The major new study comes from the National Cancer Institute-funded Breast Cancer Surveillance Consortium (BCSC), a large, diverse set of breast imaging facilities that provides data linked to state cancer registries to help evaluate breast cancer screening and diagnosis in the United States.
In 2005, the consortium released a study on the performance of diagnostic mammography in the U.S. Diagnostic mammography is used for women presenting with clinical signs and symptoms, a recent abnormal screening mammogram, or who are undergoing short-interval follow-up for a finding previously assessed as probably benign. At the time of the previous BCSC report, film mammography was the standard. With digital technology replacing film, the researchers decided it was time to revisit the old benchmarks, according to study lead author Brian L. Sprague, Ph.D., from the University of Vermont Cancer Center in Burlington, Vt. The university leads one of several active registries in the BCSC.

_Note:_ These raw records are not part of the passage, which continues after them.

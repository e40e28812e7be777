//! AFL Core - Domain models, traits, and shared types
//!
//! This crate defines the core abstractions used throughout the AFL service:
//! - Domain records (users, platforms, affiliate links)
//! - Common error types
//! - Async store traits implemented by `afl-store`
//! - Configuration management

pub mod config;
pub mod models;
pub mod store;

pub use config::{
    AppConfig, AuthConfig, ConfigError, DatabaseConfig, LoggingConfig, RateLimitConfig,
    SchedulerConfig, ServerConfig, StoreBackend,
};
pub use models::{
    is_url_with_scheme, is_valid_link_url, normalize_email, AffiliateLink, NewPlatform, Platform,
    User, UserRole, LINK_URL_SCHEMES,
};
pub use store::{AffiliateLinkStore, PlatformStore, Store, UserStore};

use thiserror::Error;

/// Core error types for AFL operations
#[derive(Error, Debug)]
pub enum AflError {
    #[error("Duplicate entry: {0}")]
    Duplicate(String),

    #[error("Validation error: {0}")]
    ValidationError(String),

    #[error("Database error: {0}")]
    DatabaseError(String),

    #[error("Configuration error: {0}")]
    ConfigError(String),

    #[error(transparent)]
    Other(#[from] anyhow::Error),
}

impl From<ConfigError> for AflError {
    fn from(err: ConfigError) -> Self {
        AflError::ConfigError(err.to_string())
    }
}

pub type Result<T> = std::result::Result<T, AflError>;
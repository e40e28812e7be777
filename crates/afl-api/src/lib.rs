//! AFL API - REST server
//!
//! Registration, login, and token-protected creation of affiliate platforms
//! and links, with OpenAPI documentation served through Swagger UI.

pub mod auth;
pub mod doc;
pub mod error;
pub mod handlers;
pub mod maintenance;
pub mod middleware;
pub mod routes;
pub mod state;
pub mod validation;

pub use routes::create_router;
pub use state::AppState;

“Our goals in this study were to produce benchmarks that individual radiologists and breast imaging facilities can use to compare with their own practices and to convey trends in how the metrics have changed over the past 10 to 15 years,” Dr. Sprague said.
This study included data from six BCSC registries comprising 418 radiologists and 92 radiology facilities. Mammography indication and assessments were collected on women undergoing diagnostic digital mammography and linked with cancer diagnoses from state cancer registries. The database included 401,548 examinations conducted from 2007 to 2013 on 265,360 women.